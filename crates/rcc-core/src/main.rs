//! rcc - inspect layered REST client and audit configuration.
//!
//! The entry point handles:
//! - Assembling the configuration stack (overrides, environment, file, defaults)
//! - Resolving and explaining per-client REST settings
//! - Validating every configured client
//! - Printing the audit boot properties

use clap::{Args, Parser, Subcommand, ValueEnum};
use rcc_config::resolve::LoadedConfig;
use rcc_config::{load_layered, LoadOptions};
use rcc_core::error::{format_error_human, Error, Result, StructuredError};
use rcc_core::exit_codes::ExitCode;
use rcc_core::logging::{generate_run_id, init_logging, LogConfig, LogFormat, LogLevel};
use rcc_core::output::{render, write_output, OutputFormat};
use rcc_core::report::{CheckContext, CheckReport, CheckStatus, ClientReport, EnversReport, ExplainReport, ListReport};
use rcc_envers::AbsentPolicy;
use rcc_rest::{ClientConfigResolver, ClientIdentity, DEFAULT_PREFIX, FIELDS};
use serde::Serialize;
use std::io::IsTerminal;
use std::path::PathBuf;

/// Resolve and check layered REST client configuration
#[derive(Parser)]
#[command(name = "rcc")]
#[command(author, version, about, long_about = None)]
#[command(propagate_version = true)]
struct Cli {
    #[command(subcommand)]
    command: Commands,

    #[command(flatten)]
    global: GlobalOpts,
}

/// Global options available to all commands
#[derive(Args, Debug)]
struct GlobalOpts {
    /// Application config file (.properties, .toml, .yaml/.yml or .json)
    #[arg(long, global = true, value_name = "FILE")]
    config: Option<PathBuf>,

    /// Override a property; may be repeated
    #[arg(long = "set", global = true, value_name = "KEY=VALUE")]
    overrides: Vec<String>,

    /// Namespace prefix for client keys
    #[arg(long, global = true, env = "RCC_PREFIX", default_value = DEFAULT_PREFIX)]
    prefix: String,

    /// Ignore environment variables when resolving properties
    #[arg(long, global = true)]
    no_env: bool,

    /// Output format
    #[arg(long, short = 'f', global = true, default_value = "json")]
    format: OutputFormat,

    /// Increase verbosity (-v, -vv, -vvv)
    #[arg(short, long, global = true, action = clap::ArgAction::Count)]
    verbose: u8,

    /// Only log errors
    #[arg(short, long, global = true)]
    quiet: bool,

    /// Log format on stderr (human or jsonl)
    #[arg(long, global = true, value_name = "FORMAT")]
    log_format: Option<LogFormat>,
}

#[derive(Subcommand)]
enum Commands {
    /// Print the resolved configuration of one client
    Client(ClientArgs),

    /// Show the candidate keys and the winning layer for one field
    Explain(ExplainArgs),

    /// List clients that have configuration
    List,

    /// Load and validate every configured client
    Check,

    /// Print the audit boot properties
    Envers(EnversArgs),

    /// Print version information
    Version,
}

impl Commands {
    fn name(&self) -> &'static str {
        match self {
            Commands::Client(_) => "client",
            Commands::Explain(_) => "explain",
            Commands::List => "list",
            Commands::Check => "check",
            Commands::Envers(_) => "envers",
            Commands::Version => "version",
        }
    }
}

// ============================================================================
// Command argument structs
// ============================================================================

#[derive(Args, Debug)]
#[group(required = true, multiple = false)]
struct IdentityArgs {
    /// Configuration key of the client
    #[arg(long)]
    key: Option<String>,

    /// Type path of the client (e.g. com.acme.Client)
    #[arg(long = "type", value_name = "PATH")]
    type_name: Option<String>,
}

impl IdentityArgs {
    fn identity(&self) -> Result<ClientIdentity> {
        match (&self.key, &self.type_name) {
            (Some(key), _) => Ok(ClientIdentity::key(key.clone())),
            (None, Some(name)) => Ok(ClientIdentity::for_type_name(name.clone())),
            (None, None) => Err(Error::MissingIdentity),
        }
    }
}

#[derive(Args, Debug)]
struct ClientArgs {
    #[command(flatten)]
    identity: IdentityArgs,

    /// Fill unset fields from another client key
    #[arg(long, value_name = "KEY")]
    defaults_from: Option<String>,

    /// Print passwords instead of masking them
    #[arg(long)]
    show_secrets: bool,
}

#[derive(Args, Debug)]
struct ExplainArgs {
    #[command(flatten)]
    identity: IdentityArgs,

    /// Field name, e.g. connect-timeout
    #[arg(long)]
    field: String,

    /// Print passwords instead of masking them
    #[arg(long)]
    show_secrets: bool,
}

#[derive(Args, Debug)]
struct EnversArgs {
    /// How settings without a value are contributed
    #[arg(long, value_enum, default_value = "omit")]
    absent: AbsentArg,
}

#[derive(Debug, Clone, Copy, ValueEnum)]
enum AbsentArg {
    /// Contribute an empty string
    Empty,
    /// Leave the property out
    Omit,
}

impl From<AbsentArg> for AbsentPolicy {
    fn from(arg: AbsentArg) -> Self {
        match arg {
            AbsentArg::Empty => AbsentPolicy::EmptyString,
            AbsentArg::Omit => AbsentPolicy::Omit,
        }
    }
}

#[derive(Serialize)]
struct VersionInfo {
    rcc_version: &'static str,
    rust_version: &'static str,
}

fn main() {
    let cli = Cli::parse();

    let cli_level = (cli.global.verbose > 0 || cli.global.quiet)
        .then(|| LogLevel::from_verbosity(cli.global.verbose, cli.global.quiet));
    let log_config = LogConfig::from_env(cli_level, cli.global.log_format);
    init_logging(&log_config);

    let run_id = generate_run_id();
    let span = tracing::info_span!("rcc", run_id = %run_id, command = cli.command.name());
    let _guard = span.enter();

    let exit_code = match run(&cli, &run_id) {
        Ok(code) => code,
        Err(err) => report_error(&cli.global, &err),
    };
    tracing::debug!(exit_code = %exit_code, "finished");

    std::process::exit(exit_code.as_i32());
}

fn run(cli: &Cli, run_id: &str) -> Result<ExitCode> {
    let global = &cli.global;
    match &cli.command {
        Commands::Client(args) => run_client(global, args),
        Commands::Explain(args) => run_explain(global, args),
        Commands::List => run_list(global),
        Commands::Check => run_check(global, run_id),
        Commands::Envers(args) => run_envers(global, args),
        Commands::Version => {
            let info = VersionInfo {
                rcc_version: env!("CARGO_PKG_VERSION"),
                rust_version: env!("CARGO_PKG_RUST_VERSION"),
            };
            emit(global, &info, |v| format!("rcc {}", v.rcc_version))?;
            Ok(ExitCode::Clean)
        }
    }
}

// ============================================================================
// Command implementations
// ============================================================================

fn load(global: &GlobalOpts) -> Result<LoadedConfig> {
    let options = LoadOptions {
        config_file: global.config.clone(),
        overrides: global.overrides.clone(),
        use_env: !global.no_env,
        ..LoadOptions::default()
    };
    let loaded = load_layered(&options)?;
    tracing::debug!(
        file = ?loaded.file.path,
        origin = %loaded.file.origin,
        sources = loaded.config.len(),
        "configuration loaded"
    );
    Ok(loaded)
}

fn resolver<'a>(global: &GlobalOpts, loaded: &'a LoadedConfig) -> ClientConfigResolver<'a, rcc_config::LayeredConfig> {
    ClientConfigResolver::new(&loaded.config).with_prefix(global.prefix.clone())
}

fn run_client(global: &GlobalOpts, args: &ClientArgs) -> Result<ExitCode> {
    let loaded = load(global)?;
    let resolver = resolver(global, &loaded);
    let identity = args.identity.identity()?;
    let fallback = args.defaults_from.clone().map(ClientIdentity::key);

    let report = ClientReport::build(&resolver, &identity, fallback.as_ref(), args.show_secrets)?;
    emit(global, &report, ClientReport::summary)?;
    Ok(ExitCode::Clean)
}

fn run_explain(global: &GlobalOpts, args: &ExplainArgs) -> Result<ExitCode> {
    let field = rcc_rest::field::field(&args.field).ok_or_else(|| Error::UnknownField {
        name: args.field.clone(),
        expected: FIELDS.iter().map(|f| f.name).collect::<Vec<_>>().join(", "),
    })?;
    let loaded = load(global)?;
    let resolver = resolver(global, &loaded);
    let identity = args.identity.identity()?;

    let report = ExplainReport::build(&resolver, &identity, field, args.show_secrets);
    emit(global, &report, ExplainReport::summary)?;
    Ok(if report.error.is_some() {
        ExitCode::ConversionError
    } else {
        ExitCode::Clean
    })
}

fn run_list(global: &GlobalOpts) -> Result<ExitCode> {
    let loaded = load(global)?;
    let resolver = resolver(global, &loaded);
    let report = ListReport::build(&loaded.config, resolver.prefix());
    emit(global, &report, ListReport::summary)?;
    Ok(ExitCode::Clean)
}

fn run_check(global: &GlobalOpts, run_id: &str) -> Result<ExitCode> {
    let loaded = load(global)?;
    let resolver = resolver(global, &loaded);
    let context = CheckContext {
        run_id: run_id.to_string(),
        config_file: loaded.file.path.as_ref().map(|p| p.display().to_string()),
        config_origin: loaded.file.origin.to_string(),
    };

    let report = CheckReport::build(&resolver, context);
    emit(global, &report, CheckReport::summary)?;
    Ok(if report.status == CheckStatus::Error {
        ExitCode::IssuesFound
    } else {
        ExitCode::Clean
    })
}

fn run_envers(global: &GlobalOpts, args: &EnversArgs) -> Result<ExitCode> {
    let loaded = load(global)?;
    let report = EnversReport::build(&loaded.config, args.absent.into())?;
    emit(global, &report, EnversReport::summary)?;
    Ok(ExitCode::Clean)
}

// ============================================================================
// Output helpers
// ============================================================================

fn emit<T: Serialize>(global: &GlobalOpts, payload: &T, summary: impl FnOnce(&T) -> String) -> Result<()> {
    let text = render(payload, global.format, summary)?;
    write_output(&mut std::io::stdout().lock(), &text)
}

fn report_error(global: &GlobalOpts, err: &Error) -> ExitCode {
    tracing::debug!(code = err.code(), category = %err.category(), "command failed");
    match global.format {
        OutputFormat::Json => eprintln!("{}", StructuredError::from(err).to_json_pretty()),
        _ => eprintln!("{}", format_error_human(err, std::io::stderr().is_terminal())),
    }
    err.exit_code()
}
• • •
EXERCISE REQUIREMENTS: Whenever "property" occurs in a line of the entries, copy that line.

ANSWER TO THIS PROBLEM:
    /// Override a property; may be repeated
    /// Leave the property out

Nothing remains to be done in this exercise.